→ TASK DIRECTIONS:
Give the number of lines below with "entity" in them, leaving out anything else.

(Stored data)
----
use crate::error::DbError;
use bigdecimal::BigDecimal;
use model::{
    core::value::Value,
    records::row::{Field, Row},
};
use mysql_async::{Row as MySqlRow, Value as MySqlValue, consts::ColumnType};
use std::str::FromStr;

pub(crate) fn row_from_mysql(entity: &str, row: &MySqlRow) -> Result<Row, DbError> {
    let fields = row
        .columns_ref()
        .iter()
        .enumerate()
        .map(|(idx, column)| {
            let name = column.name_str().into_owned();
            let value = match row.as_ref(idx) {
                Some(raw) => convert_value(&name, column.column_type(), raw)?,
                None => Value::Null,
            };
            Ok(Field { name, value })
        })
        .collect::<Result<Vec<_>, DbError>>()?;

    Ok(Row::new(entity, fields))
}

fn convert_value(
    column: &str,
    column_type: ColumnType,
    raw: &MySqlValue,
) -> Result<Value, DbError> {
    let decode_err = |message: String| DbError::Decode {
        column: column.to_string(),
        message,
    };

    let value = match raw {
        MySqlValue::NULL => Value::Null,
        MySqlValue::Int(v) => Value::Int(*v),
        MySqlValue::UInt(v) => match i64::try_from(*v) {
            Ok(v) => Value::Int(v),
            Err(_) => Value::Decimal(BigDecimal::from(*v)),
        },
        MySqlValue::Float(v) => Value::Float(*v as f64),
        MySqlValue::Double(v) => Value::Float(*v),
        // Text protocol results and DECIMAL columns arrive as bytes.
        MySqlValue::Bytes(bytes) => {
            let text = String::from_utf8_lossy(bytes);
            match column_type {
                ColumnType::MYSQL_TYPE_NEWDECIMAL | ColumnType::MYSQL_TYPE_DECIMAL => {
                    BigDecimal::from_str(&text)
                        .map(Value::Decimal)
                        .map_err(|e| decode_err(e.to_string()))?
                }
                ColumnType::MYSQL_TYPE_TINY
                | ColumnType::MYSQL_TYPE_SHORT
                | ColumnType::MYSQL_TYPE_INT24
                | ColumnType::MYSQL_TYPE_LONG
                | ColumnType::MYSQL_TYPE_LONGLONG
                | ColumnType::MYSQL_TYPE_YEAR => text
                    .parse::<i64>()
                    .map(Value::Int)
                    .map_err(|e| decode_err(e.to_string()))?,
                ColumnType::MYSQL_TYPE_FLOAT | ColumnType::MYSQL_TYPE_DOUBLE => text
                    .parse::<f64>()
                    .map(Value::Float)
                    .map_err(|e| decode_err(e.to_string()))?,
                _ => Value::String(text.into_owned()),
            }
        }
        MySqlValue::Date(year, month, day, hour, minute, second, micros) => {
            let mut text =
                format!("{year:04}-{month:02}-{day:02} {hour:02}:{minute:02}:{second:02}");
            if *micros > 0 {
                text.push_str(&format!(".{micros:06}"));
            }
            Value::String(text)
        }
        MySqlValue::Time(negative, days, hours, minutes, seconds, _) => {
            let sign = if *negative { "-" } else { "" };
            let hours = *days as u64 * 24 + *hours as u64;
            Value::String(format!("{sign}{hours:02}:{minutes:02}:{seconds:02}"))
        }
    };

    Ok(value)
}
----
→ ANSWER TO THIS TASK:
2